Позже, когда обновлением интерьера занялась мама, покупалась уже новая мебель, а старая перекочевывала в маленькую комнату. Обновление интерьера проходило в состязании с тётей Лидой и тётей Агнессой (мамиными подругами). Все старались по-современному обустроить свои жилища, исходя из возможностей того времени. В результате приобретали одну и ту же румынскую мебель (кровати, шифоньеры, трюмо, секретеры), одни и те же стулья, торшеры, бра… После приобретения пианино, дальнейшая состязательность утратила смысл, поскольку был достигнут эталонный бытовой стандарт. А я в гостях чувствовал себя как дома, находясь среди одних и тех же предметов интерьера. Но врезалось в память то, что было только у нас.

Одной из самых запомнившихся в детстве вещей были настенные часы Павел Буре (номер 106 в каталоге Павел Буре 1913). Под бой этих часов я засыпал, а по их циферблату дед меня учил времени суток и римским цифрам. Арабские я узнал только в школе. Часы были старинные и требовали тщательного профилактического осмотра, который регулярно проводил дядя Вася, часовых дел мастер и родной брат бабы Шуры.

Приходил дядя Вася вечером, когда я ложился спать. Его приход был для меня настоящим праздником, поскольку сон отменялся. Дядя Вася был очень добрый и ласково называл меня братцем кроликом. Бабушка сначала кормила его ужином. Ел дядя Вася медленно и сосредоточенно. Потом садился за часы, скрупулезно проверял детали и работу механизма. Что-то подкручивал и поправлял. Заводил часы деда Боря, строго следуя правилам, установленным дядей Васей. До 1967 года, в котором оба они умерли, часы шли идеально. А после этого перестали работать совсем, к кому бы бабушка ни обращалась за помощью. Часовщики брали, смотрели и возвращали ни с чем. Даже не верили, что раньше ходили.
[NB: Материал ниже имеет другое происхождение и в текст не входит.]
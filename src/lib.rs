// Copyright 2023 Google LLC
//
// Licensed under the Apache License, Version 2.0 (the "License");
// you may not use this file except in compliance with the License.
// You may obtain a copy of the License at
//
//      http://www.apache.org/licenses/LICENSE-2.0
//
// Unless required by applicable law or agreed to in writing, software
// distributed under the License is distributed on an "AS IS" BASIS,
// WITHOUT WARRANTIES OR CONDITIONS OF ANY KIND, either express or implied.
// See the License for the specific language governing permissions and
// limitations under the License.

//! Helpers for translating DocBook documents.
//!
//! The functions here are used to implement a Gettext based
//! internationalization (i18n) workflow for DocBook XML: the text of a
//! document is extracted into a template (POT) file for translators,
//! and the translated catalogs are later used to produce a translated
//! copy of the document.
//!
//! Presentational elements such as `<accel>` are merged into the
//! surrounding text, so that `_<accel>O</accel>pen` is seen by
//! translators as the single string `_Open`.

pub mod catalog;
pub mod collapse;
pub mod pot;
pub mod strings;
pub mod tree;
pub mod walk;
pub mod xml;

use catalog::Translator;
use collapse::PresentationElements;
use std::io::{self, Write};
use strings::StringProcessor;
use tree::Document;

/// What to do with the strings of a document.
#[derive(Debug, Default, Copy, Clone, PartialEq, Eq)]
pub enum ExtractionMode {
    /// Replace every string with its translation.
    #[default]
    Translate,
    /// Write every string to a template file.
    EmitTemplate,
}

/// Settings for processing documents.
#[derive(Debug, Default, Clone, PartialEq, Eq)]
pub struct Config {
    pub mode: ExtractionMode,
    /// File name to use in the template instead of the name of the
    /// processed file.
    pub alternate_file_name: Option<String>,
    pub presentation_elements: PresentationElements,
}

impl Config {
    /// The file name to report for strings from `source_file`.
    pub fn file_name<'a>(&'a self, source_file: &'a str) -> &'a str {
        self.alternate_file_name.as_deref().unwrap_or(source_file)
    }
}

/// Extract or translate the strings of `doc`.
///
/// In [`ExtractionMode::EmitTemplate`] mode, a template header and an
/// entry per string are written to `output`. In
/// [`ExtractionMode::Translate`] mode, the strings of `doc` are
/// replaced by their translations and nothing is written.
///
/// The number of template entries written is returned. A document
/// without a root element is left alone.
///
/// # Examples
///
/// ```
/// use doc_i18n_tool::catalog::Identity;
/// use doc_i18n_tool::tree::Document;
/// use doc_i18n_tool::xml::LoadOptions;
/// use doc_i18n_tool::{process_document, Config, ExtractionMode};
///
/// let mut doc = Document::parse(
///     "<para>Press <accel>Q</accel> to quit</para>",
///     &LoadOptions::default(),
/// )?;
/// let config = Config {
///     mode: ExtractionMode::EmitTemplate,
///     ..Config::default()
/// };
/// let mut output = Vec::new();
/// let entries = process_document(&mut doc, "quit.xml", &config, &Identity, &mut output)?;
/// assert_eq!(entries, 1);
/// let template = String::from_utf8(output)?;
/// assert!(template.ends_with(
///     "#: quit.xml:1\nmsgid \"Press Q to quit\"\nmsgstr \"\"\n\n"
/// ));
/// # Ok::<(), anyhow::Error>(())
/// ```
pub fn process_document<W: Write>(
    doc: &mut Document,
    source_file: &str,
    config: &Config,
    translator: &dyn Translator,
    output: W,
) -> io::Result<usize> {
    let Some(root) = doc.root_element() else {
        log::debug!("{source_file} has no root element");
        return Ok(0);
    };
    log::info!("Processing {source_file} ({:?})", config.mode);
    let mut processor = StringProcessor::new(config, translator, output);
    processor.begin_document(source_file)?;
    walk::walk(doc, root, source_file, &mut processor)?;
    if config.mode == ExtractionMode::EmitTemplate {
        log::info!(
            "Wrote {} template entries for {source_file}",
            processor.entries()
        );
    }
    Ok(processor.entries())
}

#[cfg(test)]
mod tests {
    use super::*;
    use crate::catalog::Identity;
    use crate::xml::LoadOptions;
    use polib::catalog::Catalog;
    use polib::message::Message;
    use polib::metadata::CatalogMetadata;
    use pretty_assertions::assert_eq;

    const GUIDE: &str = "<?xml version=\"1.0\"?>
<!DOCTYPE article [
<!ENTITY app \"gedit\">
]>
<article>
  <title>Getting started</title>
  <para>Choose <guimenu>_<accel>F</accel>ile</guimenu> to begin.</para>
  <para>Welcome to &app;</para>
</article>
";

    fn create_catalog(translations: &[(&str, &str)]) -> Catalog {
        let mut catalog = Catalog::new(CatalogMetadata::new());
        for (msgid, msgstr) in translations {
            let message = Message::build_singular()
                .with_msgid(String::from(*msgid))
                .with_msgstr(String::from(*msgstr))
                .done();
            catalog.append_or_update(message);
        }
        catalog
    }

    #[track_caller]
    fn emit_template(text: &str, config: &Config) -> String {
        let mut doc = Document::parse(text, &LoadOptions::default()).unwrap();
        let mut output = Vec::new();
        process_document(&mut doc, "guide.xml", config, &Identity, &mut output).unwrap();
        String::from_utf8(output).unwrap()
    }

    #[test]
    fn test_file_name() {
        let mut config = Config::default();
        assert_eq!(config.file_name("a.xml"), "a.xml");
        config.alternate_file_name = Some(String::from("C/a.xml"));
        assert_eq!(config.file_name("a.xml"), "C/a.xml");
    }

    #[test]
    fn test_default_config() {
        let config = Config::default();
        assert_eq!(config.mode, ExtractionMode::Translate);
        assert!(config.presentation_elements.contains("accel"));
        assert_eq!(config.alternate_file_name, None);
    }

    #[test]
    fn test_emit_template() {
        let config = Config {
            mode: ExtractionMode::EmitTemplate,
            ..Config::default()
        };
        assert_eq!(
            emit_template(GUIDE, &config),
            "# SOME DESCRIPTIVE TITLE\n\
             # Copyright (C) YEAR Free Software Foundation, Inc.\n\
             # FIRST AUTHOR <EMAIL@ADDRESS>, YEAR.\n\
             #\n\
             # guide.xml\n\
             \n\
             #: guide.xml:5\nmsgid \"\\n\"\n\"  \"\nmsgstr \"\"\n\n\
             #: guide.xml:6\nmsgid \"Getting started\"\nmsgstr \"\"\n\n\
             #: guide.xml:6\nmsgid \"\\n\"\n\"  \"\nmsgstr \"\"\n\n\
             #: guide.xml:7\nmsgid \"Choose \"\nmsgstr \"\"\n\n\
             #: guide.xml:7\nmsgid \"_File\"\nmsgstr \"\"\n\n\
             #: guide.xml:7\nmsgid \" to begin.\"\nmsgstr \"\"\n\n\
             #: guide.xml:7\nmsgid \"\\n\"\n\"  \"\nmsgstr \"\"\n\n\
             #: guide.xml:8\nmsgid \"Welcome to gedit\"\nmsgstr \"\"\n\n\
             #: guide.xml:8\nmsgid \"\\n\"\n\"\"\nmsgstr \"\"\n\n"
        );
    }

    #[test]
    fn test_emit_template_alternate_file_name() {
        let config = Config {
            mode: ExtractionMode::EmitTemplate,
            alternate_file_name: Some(String::from("C/index.xml")),
            ..Config::default()
        };
        let template = emit_template("<para>Hello</para>", &config);
        assert!(template.contains("\n# C/index.xml\n"));
        assert!(template.ends_with("#: C/index.xml:1\nmsgid \"Hello\"\nmsgstr \"\"\n\n"));
    }

    #[test]
    fn test_translate_document() -> anyhow::Result<()> {
        let catalog = create_catalog(&[
            ("Getting started", "Erste Schritte"),
            ("_File", "_Datei"),
            ("Welcome to gedit", "Willkommen bei gedit"),
        ]);
        let mut doc = Document::parse(GUIDE, &LoadOptions::default())?;
        let mut output = Vec::new();
        let entries =
            process_document(&mut doc, "guide.xml", &Config::default(), &catalog, &mut output)?;
        assert_eq!(entries, 0);
        assert!(output.is_empty());
        assert_eq!(
            doc.to_xml(),
            "<?xml version=\"1.0\"?>
<!DOCTYPE article [
<!ENTITY app \"gedit\">
]>
<article>
  <title>Erste Schritte</title>
  <para>Choose <guimenu>_Datei</guimenu> to begin.</para>
  <para>Willkommen bei gedit</para>
</article>
"
        );
        Ok(())
    }

    #[test]
    fn test_undeclared_entity_is_kept() -> anyhow::Result<()> {
        let source = "<article><para>Welcome to &GNOME; desktop</para></article>";
        let config = Config {
            mode: ExtractionMode::EmitTemplate,
            ..Config::default()
        };
        let template = emit_template(source, &config);
        assert!(template.ends_with(
            "#: guide.xml:1\nmsgid \"Welcome to \"\nmsgstr \"\"\n\n\
             #: guide.xml:1\nmsgid \" desktop\"\nmsgstr \"\"\n\n"
        ));

        let catalog = create_catalog(&[("Welcome to ", "Willkommen bei ")]);
        let mut doc = Document::parse(source, &LoadOptions::default())?;
        process_document(&mut doc, "guide.xml", &Config::default(), &catalog, io::sink())?;
        assert_eq!(
            doc.to_xml(),
            "<article><para>Willkommen bei &GNOME; desktop</para></article>"
        );
        Ok(())
    }

    #[test]
    fn test_document_without_root() {
        let mut doc = Document::new();
        let mut output = Vec::new();
        let config = Config {
            mode: ExtractionMode::EmitTemplate,
            ..Config::default()
        };
        assert_eq!(
            process_document(&mut doc, "empty.xml", &config, &Identity, &mut output).unwrap(),
            0
        );
        assert!(output.is_empty());
    }
}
Весной 1960 года, когда мама вернулась из Пуштулима, встречать её на вокзал ездили на открытой машине кабриолете (дед договорился со знакомым). Мама устроилась учителем географии в школу №14. К учебному году она обновила учебные пособия, а списанные старые карты принесла домой. Рядом с моей кроватью повесили огромную физическую карту СССР, а рядом с кроватью деда — политическую карту мира. По этим картам я учился читать, многократно разбирая по слогам незнакомые надписи. Лучше всех запомнил те, которые были рядом с подушкой и на которые пялился перед тем, как заснуть: Аму-Дарья, Сыр-Дарья, Ленинабад, Сталинабад, пик Сталина, пик Коммунизма… На карте мира я лучше всего ориентировался в странах Африки, изучать которую было удобнее всего с дедовой кровати. Доизучался до того, что многое запомнил наизусть. Стоило кому-нибудь упрекнуть меня в том, что я чего-то не знаю, мгновенно просил его назвать столицы Камеруна и Бельгийского Конго. Почти никто не называл правильно (Яунде и Леопольдвиль) и я вежливо говорил: «ничего страшного, всё знать невозможно, я вот тоже многое не знаю». Такой был нахал.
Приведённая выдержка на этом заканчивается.